● **WHAT IS BEING ASKED**: Scan the records below for the word "IndexMap" and give only the number of lines that hold it.

● **DATA RECORDS**:
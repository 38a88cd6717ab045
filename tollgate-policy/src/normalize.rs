//! GraphQL request normalization.
//!
//! Turns a raw GraphQL HTTP request (POST body or GET query parameters,
//! single or batched) into the canonical list of top-level fields the
//! mediation layer matches patterns against: fragments inlined, variables
//! substituted, batches flattened, duplicates removed.

use std::collections::HashMap;

use apollo_compiler::Node;
use apollo_compiler::ast;
use indexmap::IndexMap;
use serde::Deserialize;

use crate::graphql::ArgValue;
use crate::graphql::GraphQLField;
use crate::graphql::OperationKind;

/// The deduplicated top-level fields of a request, split by operation kind.
/// Field order is first-seen across the whole (possibly batched) request.
#[derive(Debug, Clone, Default, PartialEq)]
pub struct NormalizedRequest {
    pub queries: Vec<GraphQLField>,
    pub mutations: Vec<GraphQLField>,
}

impl NormalizedRequest {
    /// Canonical request keys for every field, queries first. This is the
    /// order rejection and grant lookups iterate in.
    pub fn request_keys(&self) -> Vec<(OperationKind, GraphQLField, String)> {
        self.queries
            .iter()
            .map(|f| (OperationKind::Query, f.clone(), f.request_key(OperationKind::Query)))
            .chain(self.mutations.iter().map(|f| {
                (
                    OperationKind::Mutation,
                    f.clone(),
                    f.request_key(OperationKind::Mutation),
                )
            }))
            .collect()
    }

    pub fn is_empty(&self) -> bool {
        self.queries.is_empty() && self.mutations.is_empty()
    }
}

#[derive(Debug, thiserror::Error)]
pub enum NormalizeError {
    #[error("request body is not a GraphQL request envelope: {0}")]
    Envelope(#[from] serde_json::Error),
    #[error("GraphQL parse error: {0}")]
    Parse(String),
    #[error("no operation named {0:?} in document")]
    UnknownOperation(String),
    #[error("unknown fragment {0:?}")]
    UnknownFragment(String),
    #[error("fragment cycle involving {0:?}")]
    FragmentCycle(String),
    #[error("variables must be a JSON object")]
    VariablesNotAnObject,
    #[error("missing query text")]
    MissingQuery,
    #[error("request body is not UTF-8")]
    BodyNotUtf8,
}

/// One GraphQL request envelope, as sent in a POST body or spread across
/// GET query parameters.
#[derive(Debug, Clone, Deserialize)]
pub struct RawRequest {
    pub query: String,
    #[serde(rename = "operationName")]
    pub operation_name: Option<String>,
    pub variables: Option<serde_json::Value>,
}

/// A body is either a single envelope or a batch of them.
#[derive(Debug, Clone, Deserialize)]
#[serde(untagged)]
enum RawBatch {
    Single(RawRequest),
    Batch(Vec<RawRequest>),
}

/// Normalizes a POST body (single request or batch).
pub fn normalize_body(body: &str) -> Result<NormalizedRequest, NormalizeError> {
    let batch: RawBatch = serde_json::from_str(body)?;
    let requests = match batch {
        RawBatch::Single(request) => vec![request],
        RawBatch::Batch(requests) => requests,
    };
    normalize_all(&requests)
}

/// Normalizes a GET request from its decoded query parameters. `variables`
/// is the raw JSON text of the `variables` parameter, if present.
pub fn normalize_get(
    query: Option<&str>,
    variables: Option<&str>,
    operation_name: Option<&str>,
) -> Result<NormalizedRequest, NormalizeError> {
    let query = query.ok_or(NormalizeError::MissingQuery)?;
    let variables = variables
        .map(serde_json::from_str::<serde_json::Value>)
        .transpose()?;
    let request = RawRequest {
        query: query.to_string(),
        operation_name: operation_name.map(str::to_string),
        variables,
    };
    normalize_all(std::slice::from_ref(&request))
}

fn normalize_all(requests: &[RawRequest]) -> Result<NormalizedRequest, NormalizeError> {
    // Keyed by canonical rendering so duplicates collapse to first-seen.
    let mut queries: IndexMap<String, GraphQLField> = IndexMap::new();
    let mut mutations: IndexMap<String, GraphQLField> = IndexMap::new();
    for request in requests {
        normalize_one(request, &mut queries, &mut mutations)?;
    }
    Ok(NormalizedRequest {
        queries: queries.into_values().collect(),
        mutations: mutations.into_values().collect(),
    })
}

fn normalize_one(
    request: &RawRequest,
    queries: &mut IndexMap<String, GraphQLField>,
    mutations: &mut IndexMap<String, GraphQLField>,
) -> Result<(), NormalizeError> {
    let document = ast::Document::parse(request.query.clone(), "request.graphql")
        .map_err(|e| NormalizeError::Parse(e.errors.to_string()))?;

    let mut fragments: HashMap<&str, &Node<ast::FragmentDefinition>> = HashMap::new();
    let mut operations: Vec<&Node<ast::OperationDefinition>> = Vec::new();
    for definition in &document.definitions {
        match definition {
            ast::Definition::OperationDefinition(op) => operations.push(op),
            ast::Definition::FragmentDefinition(fragment) => {
                fragments.insert(fragment.name.as_str(), fragment);
            }
            _ => {}
        }
    }

    if let Some(name) = &request.operation_name {
        operations.retain(|op| op.name.as_ref().map(|n| n.as_str()) == Some(name.as_str()));
        if operations.is_empty() {
            return Err(NormalizeError::UnknownOperation(name.clone()));
        }
    }

    let variables = match &request.variables {
        None | Some(serde_json::Value::Null) => serde_json::Map::new(),
        Some(serde_json::Value::Object(map)) => map.clone(),
        Some(_) => return Err(NormalizeError::VariablesNotAnObject),
    };

    for operation in operations {
        let mut fields = Vec::new();
        collect_top_level_fields(
            &operation.selection_set,
            &fragments,
            &mut Vec::new(),
            &mut fields,
        )?;
        let out = match operation.operation_type {
            ast::OperationType::Mutation => &mut *mutations,
            // Subscriptions are mediated like queries.
            ast::OperationType::Query | ast::OperationType::Subscription => &mut *queries,
        };
        for field in fields {
            let substituted = GraphQLField {
                name: field.name.to_string(),
                args: field
                    .arguments
                    .iter()
                    .map(|arg| (arg.name.to_string(), ArgValue::from_ast(&arg.value, &variables)))
                    .collect(),
            };
            out.entry(substituted.to_string()).or_insert(substituted);
        }
    }
    Ok(())
}

/// Expands fragment spreads and inline fragments until only fields remain,
/// collecting the top-level fields in document order.
fn collect_top_level_fields<'doc>(
    selections: &'doc [ast::Selection],
    fragments: &HashMap<&str, &'doc Node<ast::FragmentDefinition>>,
    active_spreads: &mut Vec<&'doc str>,
    out: &mut Vec<&'doc ast::Field>,
) -> Result<(), NormalizeError> {
    for selection in selections {
        match selection {
            ast::Selection::Field(field) => out.push(field),
            ast::Selection::FragmentSpread(spread) => {
                let name = spread.fragment_name.as_str();
                if active_spreads.contains(&name) {
                    return Err(NormalizeError::FragmentCycle(name.to_string()));
                }
                let fragment = fragments
                    .get(name)
                    .ok_or_else(|| NormalizeError::UnknownFragment(name.to_string()))?;
                active_spreads.push(name);
                collect_top_level_fields(&fragment.selection_set, fragments, active_spreads, out)?;
                active_spreads.pop();
            }
            ast::Selection::InlineFragment(inline) => {
                collect_top_level_fields(&inline.selection_set, fragments, active_spreads, out)?;
            }
        }
    }
    Ok(())
}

● **RESULT**: 5